Badiou me semble constituer en lui-même une maladie auto-immune de la philosophie, je n'ai pas très bien compris ce que l'Ecole de Nice avait à gagner à l'aider, à lui montrer l'usage sophistiqué de la logique paraconsistante (bien qu'elle lui soit nécessaire, tant le fruit est pourri et qu'il s'égare). Badiou prend la logique du rédempteur pour de la sophistique et il tant à élargir la catégorie sophistique d'antiphilosophe pour faire de Lacan un philosophe... Peut-être qu'un jour Cyrulnik indiquera par écrit sa répulsion pour Lacan et la perversité qu'il a introduit après le premier virage psychopathologique, c'était une virage langagier qui, là encore, comme l'ont remarqué Bachelard et Castoriadis ne tenait pas compte de l'imaginaire, bref de la fantaisie (Rabelais), de la folie (Erasme), de la fureur (Pétrarque).
Badiou est bel et bien dans une logique de désir de nouveauté qui consiste proprement à s'écarter de son objet (le désir de philosophie comme fait social est bien au centre de ses récents livres). Je ne souhaite pas en dire plus car Badiou réutilise mes propos, et bien mal lui en a pris d'avoir fait un mixte de Platon et de Spinoza.

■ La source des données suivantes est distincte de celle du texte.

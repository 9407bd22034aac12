//! Interactive terminal UI.

use console::Term;
use std::io::Write;

use super::{
    NonInteractiveUI, OutputMode, ProgressSpinner, SpinnerHandle, TrailheadTheme, UserInterface,
};

/// Interactive terminal UI implementation.
pub struct TerminalUI {
    term: Term,
    err: Term,
    theme: TrailheadTheme,
    mode: OutputMode,
}

impl TerminalUI {
    /// Create a new terminal UI.
    pub fn new(mode: OutputMode) -> Self {
        Self {
            term: Term::stdout(),
            err: Term::stderr(),
            theme: TrailheadTheme::detect(),
            mode,
        }
    }
}

impl UserInterface for TerminalUI {
    fn output_mode(&self) -> OutputMode {
        self.mode
    }

    fn message(&mut self, msg: &str) {
        if self.mode.shows_status() {
            writeln!(self.term, "{}", msg).ok();
        }
    }

    fn output(&mut self, text: &str) {
        writeln!(self.term, "{}", text).ok();
    }

    fn success(&mut self, msg: &str) {
        if self.mode.shows_status() {
            writeln!(self.term, "{}", self.theme.format_success(msg)).ok();
        }
    }

    fn warning(&mut self, msg: &str) {
        if self.mode.shows_warnings() {
            writeln!(self.term, "{}", self.theme.format_warning(msg)).ok();
        }
    }

    fn error(&mut self, msg: &str) {
        writeln!(self.err, "{}", self.theme.format_error(msg)).ok();
    }

    fn skipped(&mut self, msg: &str) {
        if self.mode.shows_status() {
            writeln!(self.term, "{}", self.theme.format_skipped(msg)).ok();
        }
    }

    fn start_spinner(&mut self, message: &str) -> Box<dyn SpinnerHandle> {
        if self.mode.shows_spinners() {
            Box::new(ProgressSpinner::new(message, self.theme.clone()))
        } else {
            Box::new(ProgressSpinner::hidden())
        }
    }

    fn show_header(&mut self, title: &str) {
        if self.mode.shows_status() {
            writeln!(self.term, "\n{}\n", self.theme.format_header(title)).ok();
        }
    }

    fn show_step(&mut self, current: usize, total: usize, title: &str) {
        if self.mode.shows_status() {
            writeln!(
                self.term,
                "\n{}",
                self.theme.format_step(current, total, title)
            )
            .ok();
        }
    }

    fn show_next_steps(&mut self, title: &str, steps: &[String]) {
        writeln!(self.term, "\n{}", self.theme.format_success(title)).ok();
        if steps.is_empty() {
            return;
        }
        writeln!(self.term, "\n{}", self.theme.highlight.apply_to("Next steps:")).ok();
        for (i, step) in steps.iter().enumerate() {
            writeln!(
                self.term,
                "  {} {}",
                self.theme.dim.apply_to(format!("{}.", i + 1)),
                step
            )
            .ok();
        }
    }
}

/// Create the appropriate UI based on context.
pub fn create_ui(interactive: bool, mode: OutputMode) -> Box<dyn UserInterface> {
    if interactive && Term::stdout().is_term() {
        Box::new(TerminalUI::new(mode))
    } else {
        Box::new(NonInteractiveUI::new(mode))
    }
}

Conclusion que j'ai amenée dès 2012, Onfray est plus platonicien que Badiou. Il est même intéressant de voir dans ce documentaire que l'agent littéraire d'Onfray, de BHL et de Houellebecq c'est-à-dire toutes les pseudo-pensée nauséabondes d'aujourd'hui, intervient dans ce documentaire, comme si celui-ci avait un flair spécial. Par contre j'invite à lire Badiou le sophiste même si moi-même je ne le lis plus, ses complications ayant tendances à être contagieuses. Mais il faut lire une pensée qui s'égare, qui s'abîme sur le flanc, lui qui tire les titres de ses livres de Mallarmé ou de Rimbaud (autre marque du sophiste selon Roubaud).
Il faut lire le livre de Dosse sur Deleuze et Guattari, Badiou envoyait bien ses étudiants aux débuts des cours de Deleuze et celui-ci devait parlementer. Cela devait faire partir d'un article que je voulais intituler "Grandeur de Villes Deleuze" pour déplaire à Eric Lecerf, qui a tant changé, qui s'est tant résigné. Car Deleuze a toujours fait attention de ne jamais faire cours dans la salle qui est bloqué chaque année et qui explique que des profs comme Soulez, Kullashi, Brossat, Déotte faisaient cours à la MSH-Nord et non dans les locaux du département. Il n'yy a peut-être qu'en 86 que l'on peut ressentir les mouvements qui ont limité le nombre de cours de Deleuze, sinon celui-ci faisait comme Loraux très attention à l'épanouissement des cerveaux chercheurs (qui ont besoin une stabilisation affective régulière).
Savoir s'en sortir avec les fous, les importuns, les drogues... c'est l'une des fonctions de la philosophie pour les siens. Une de mes hypothèses est que Deleuze est mort d'avoir sous-estimé la bassesse de certaines personne . Dans son premier livre majeur (1960) il insistait sur les ennemis de la pensée que sont la bêtise et la bassesse et toute sa vie il a insisté sur la première, délaissant la seconde, il a correspondu avec un sophiste et son gendre était un hégélo-platonicien, on fait mieux comme entourage.